Do not enable any DEBUG option in your kernel. DEBUGFS is OK.

DEBUG options are for kernel maintainers and are allowed to prevent normal operation of the code being debugged.

They must be off.

We still need  

```
dmesg > /dmsg.txt

lspci -nnk > /lspci.txt

uname -a > /uname.txt

ls -l /boot > /boot_mounted.txt
```

----------

## RIA77

Thank you. I don't know why it's enabled. I don't remember I enabled it.

 *Quote:*   

> devuan / # lspci -nnk > /lspci.txt
> 
> lspci: Unable to load libkmod resources: error -2
> 
> 

 

 I chrooted into Gentoo, and there is no any otput regarding

dmesg > /dmsg.txt

uname -a > /uname.txt

ls -l /boot > /boot_mounted.txt

----------

## RIA77

Should we try lan connection ? I need wifi connection, but maybe lan will work ?

----------

## Romanticio

 *Quote:*   

> dmesg > /dmsg.txt
> 
> lspci -nnk > /lspci.txt
> 
> uname -a > /uname.txt
> ...

 

Remove the forward slash in the commands for them to work, see example below:

 *Quote:*   

> jo@hot~ $ lspci -nnk > /lspci.txt 
> 
> bash: /lspci.txt: Permission denied
> 
> jo@hot~ $ lspci -nnk > lspci.txt 
> ...

 

----------

## NeddySeagoon

RIA77, 

The no output is correct. You will have 3 files in the chroot called /dmsg.txt,  /lspci.txt  and /boot_mounted.txt.
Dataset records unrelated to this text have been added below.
use std::io::IsTerminal;

use clap::Parser;
use covid_watch::{
    DataSource, DocumentSource, Extractor, Report, cli::Cli, config::AppConfig,
};

extern crate env_logger;
extern crate log;

use log::LevelFilter;

async fn run(cli: Cli) -> anyhow::Result<()> {
    let mut config = AppConfig::new()?;
    cli.apply(&mut config);

    let doc = DataSource::new(cli.cached, &config)?.load().await?;
    let extractor = Extractor::new(config.nation_label.clone(), config.watch_list());
    let report = Report::build(&doc, cli.days, &extractor)?;
    let mut options = cli.render_options();
    options.color &= std::io::stdout().is_terminal();
    let table = report.render(options)?;

    if let Some(time) = report.last_updated {
        let note = if report.provisional { " (provisional)" } else { "" };
        println!("Using data from {}{note}", time.format("%Y-%m-%d %H:%M:%S"));
    }
    println!("{table}");
    Ok(())
}

#[tokio::main]
async fn main() {
    env_logger::Builder::new()
        .filter_level(LevelFilter::Info)
        .parse_default_env()
        .init();

    let cli = Cli::parse();
    if let Err(e) = run(cli).await {
        eprintln!("Error: {e:#}");
        std::process::exit(1);
    }
}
From outside the chroot they will be at /mnt/gentoo once your root is mounted.

We need the diagnostic information when your gentoo is running, not from a chroot.

Run your gentoo, when wifi does not work.

Save the files.

Boot your devuan. Mount you gentoo, then pastebin the files.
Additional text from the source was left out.